#### Directions for this task:
Go through the entries below and copy each line that holds the word "AnswerKey".
(Data records Opens)
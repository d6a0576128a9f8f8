pub mod asm;
pub mod logging;
pub mod shell;
pub mod vm;

pub use vm::chunk::{Chunk, IndexWidth};
pub use vm::disassembler::{decode_instruction, disassemble_chunk, write_disassembly};
pub use vm::opcode::Op;
pub use vm::value::Value;
//! REPL (Read-Eval-Print Loop) module for the interactive questionnaire
//!
//! Walks the user through the catalog one question at a time, records
//! replies into the assessment session and renders the report on submit.

pub mod commands;
pub mod display;
pub mod input;
pub mod session;

use anyhow::Result;
use std::path::PathBuf;
use std::sync::Arc;

use crate::catalog::Catalog;
use crate::engine::Answer;
use crate::errors::AssessmentError;
use crate::report::ReportRenderer;
use crate::repl::commands::{is_command, show_cursor, CommandHandler};
pub use crate::repl::display::DisplayManager;
use crate::repl::input::{parse_reply, InputHandler, Reply};
pub use crate::repl::session::SessionManager;

/// REPL session coordinator
///
/// Manages the interactive loop with:
/// - Input handling (rustyline)
/// - Command processing
/// - Questionnaire state
/// - Display coordination
pub struct ReplSession {
    input_handler: InputHandler,
    command_handler: CommandHandler,
    session_manager: SessionManager,
    display_manager: DisplayManager,
}

impl ReplSession {
    /// Create new REPL session
    pub fn new(catalog: Arc<Catalog>, renderer: ReportRenderer) -> Result<Self> {
        Ok(Self::assemble(InputHandler::new()?, catalog, renderer))
    }

    /// Create REPL session with persistent history
    pub fn with_history(
        catalog: Arc<Catalog>,
        renderer: ReportRenderer,
        history_path: PathBuf,
    ) -> Result<Self> {
        Ok(Self::assemble(
            InputHandler::with_history(history_path)?,
            catalog,
            renderer,
        ))
    }

    fn assemble(input_handler: InputHandler, catalog: Arc<Catalog>, renderer: ReportRenderer) -> Self {
        ReplSession {
            input_handler,
            command_handler: CommandHandler::new(),
            session_manager: SessionManager::new(catalog),
            display_manager: DisplayManager::new(renderer),
        }
    }

    /// Directory for `/export` without a path
    pub fn with_export_dir(mut self, dir: PathBuf) -> Self {
        self.command_handler.set_export_dir(dir);
        self
    }

    /// Show welcome banner and the first question
    pub fn show_welcome(&self, version: &str) {
        self.display_manager
            .show_banner(version, self.session_manager.catalog());
        self.show_current();
    }

    /// Show the question under the cursor
    pub fn show_current(&self) {
        show_cursor(&self.session_manager, &self.display_manager);
    }

    /// Read a line of input from user
    ///
    /// Returns:
    /// - Ok(Some(input)) for normal input
    /// - Ok(None) for EOF/exit
    /// - Err for interrupt
    pub fn read_input(&mut self) -> Result<Option<String>> {
        self.input_handler.read_line()
    }

    /// Handle user input (command or reply)
    ///
    /// Returns true if session should continue, false to exit
    pub fn handle_input(&mut self, input: &str) -> Result<bool> {
        if input.trim().is_empty() {
            return Ok(true);
        }

        if is_command(input) {
            let command = self.command_handler.parse(input);
            return self.command_handler.execute(
                command,
                &mut self.session_manager,
                &self.display_manager,
            );
        }

        match parse_reply(input) {
            Some(Reply::Skip) => {
                self.session_manager.advance();
                self.show_current();
            }
            Some(reply) => {
                let answer = if reply == Reply::Yes { Answer::Yes } else { Answer::No };
                self.record_reply(answer);
            }
            None => {
                self.display_manager
                    .show_error(&format!("Not an answer: {} (y/n, - to skip, /help)", input.trim()));
            }
        }

        Ok(true)
    }

    fn record_reply(&mut self, answer: Answer) {
        match self.session_manager.answer_current(answer) {
            Ok(key) => {
                if self.command_handler.is_verbose() {
                    self.display_manager.show_info(&format!(
                        "{}.{} = {}",
                        key.section + 1,
                        key.question + 1,
                        answer
                    ));
                }
                self.show_current();
            }
            Err(AssessmentError::AlreadySubmitted) => {
                self.display_manager
                    .show_warning("Report already generated; answers can no longer change. Use /reset to start over.");
            }
            Err(e) => self.display_manager.show_warning(&e.to_string()),
        }
    }

    /// Get session manager (immutable)
    pub fn session(&self) -> &SessionManager {
        &self.session_manager
    }

    /// Get display manager
    pub fn display(&self) -> &DisplayManager {
        &self.display_manager
    }

    /// Check if verbose mode is enabled
    pub fn is_verbose(&self) -> bool {
        self.command_handler.is_verbose()
    }

    /// Set verbose mode
    pub fn set_verbose(&mut self, enable: bool) {
        self.command_handler.set_verbose(enable);
    }

    /// Save session state
    pub fn save(&mut self) -> Result<()> {
        self.input_handler.save_history()?;
        Ok(())
    }
}

#[cfg(test)]
mod tests {
    use super::*;
    use crate::engine::AnswerKey;

    fn repl() -> ReplSession {
        ReplSession::new(Catalog::builtin(), ReportRenderer::new(20, false)).unwrap()
    }

    #[test]
    fn test_repl_session_creation() {
        let session = repl();
        assert_eq!(session.session().progress(), (0, 31));
        assert!(!session.is_verbose());
    }

    #[test]
    fn test_handle_replies() {
        let mut session = repl();
        assert!(session.handle_input("да").unwrap());
        assert!(session.handle_input("n").unwrap());
        assert!(session.handle_input("-").unwrap());

        let assessment = session.session().assessment();
        assert_eq!(assessment.answer(0, 0), Answer::Yes);
        assert_eq!(assessment.answer(0, 1), Answer::No);
        assert_eq!(assessment.answer(0, 2), Answer::Unanswered);
        assert_eq!(session.session().cursor(), Some(AnswerKey::new(0, 3)));
    }

    #[test]
    fn test_handle_invalid_reply() {
        let mut session = repl();
        assert!(session.handle_input("maybe").unwrap());
        assert_eq!(session.session().progress().0, 0);
        assert_eq!(session.session().cursor(), Some(AnswerKey::new(0, 0)));
    }

    #[test]
    fn test_handle_exit_command() {
        let mut session = repl();
        assert!(!session.handle_input("/exit").unwrap());
    }

    #[test]
    fn test_handle_empty_input() {
        let mut session = repl();
        assert!(session.handle_input("").unwrap());
        assert!(session.handle_input("   ").unwrap());
    }

    #[test]
    fn test_replies_after_submit_ignored() {
        let mut session = repl();
        session.handle_input("y").unwrap();
        session.handle_input("/submit").unwrap();
        session.handle_input("/goto 1 2").unwrap();
        session.handle_input("n").unwrap();

        let assessment = session.session().assessment();
        assert!(assessment.is_submitted());
        assert_eq!(assessment.answer(0, 1), Answer::Unanswered);
        assert_eq!(assessment.answered_count(), 1);
    }

    #[test]
    fn test_verbose_mode() {
        let mut session = repl();
        session.set_verbose(true);
        assert!(session.is_verbose());
        session.handle_input("/verbose off").unwrap();
        assert!(!session.is_verbose());
    }
}
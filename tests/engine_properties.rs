//! Property tests for the assessment engine over the built-in catalog

use maturity::engine::ALL_PRACTICES_PRESENT;
use maturity::{AssessmentSession, Catalog};
use quickcheck_macros::quickcheck;

/// Map arbitrary triples onto valid catalog positions and record them
fn session_from(raw: &[(u8, u8, bool)]) -> AssessmentSession {
    let catalog = Catalog::builtin();
    let mut session = AssessmentSession::new(catalog.clone());
    for &(s, q, value) in raw {
        let s = s as usize % catalog.len();
        let q = q as usize % catalog.section(s).unwrap().len();
        session.record_answer(s, q, value).unwrap();
    }
    session
}

#[quickcheck]
fn scores_stay_within_bounds(raw: Vec<(u8, u8, bool)>) -> bool {
    session_from(&raw)
        .section_scores()
        .iter()
        .all(|score| score.value <= 100)
}

#[quickcheck]
fn tally_counts_recorded_answers(raw: Vec<(u8, u8, bool)>) -> bool {
    let session = session_from(&raw);
    let tally = session.overall_tally();
    tally.yes + tally.no == session.answered_count()
        && tally.unanswered == session.total_questions() - session.answered_count()
}

#[quickcheck]
fn one_recommendation_per_explicit_no(raw: Vec<(u8, u8, bool)>) -> bool {
    let session = session_from(&raw);
    let no_count = session.overall_tally().no;
    let recs = session.recommendations();

    if no_count == 0 {
        recs == vec![ALL_PRACTICES_PRESENT.to_string()]
    } else {
        // Every built-in question has a gap description
        recs.len() == no_count && recs.iter().all(|r| r.starts_with("🔸"))
    }
}

#[quickcheck]
fn out_of_range_never_mutates(section: usize, question: usize, value: bool) -> bool {
    let mut session = AssessmentSession::with_builtin();
    let in_range = session.catalog().contains(section, question);
    let result = session.record_answer(section, question, value);

    if in_range {
        result.is_ok() && session.answered_count() == 1
    } else {
        result.is_err() && session.answered_count() == 0
    }
}

#[quickcheck]
fn submit_freezes_every_view(raw: Vec<(u8, u8, bool)>, late: Vec<(u8, u8, bool)>) -> bool {
    let mut session = session_from(&raw);
    session.submit();

    let scores = session.section_scores();
    let tally = session.overall_tally();
    let recs = session.recommendations();

    for (s, q, value) in late {
        let _ = session.record_answer(s as usize % 4, q as usize % 6, value);
    }

    session.section_scores() == scores
        && session.overall_tally() == tally
        && session.recommendations() == recs
}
(Data records Closes)
#### Written response:
    use crate::engine::AnswerKey;
        assert_eq!(session.session().cursor(), Some(AnswerKey::new(0, 3)));
        assert_eq!(session.session().cursor(), Some(AnswerKey::new(0, 0)));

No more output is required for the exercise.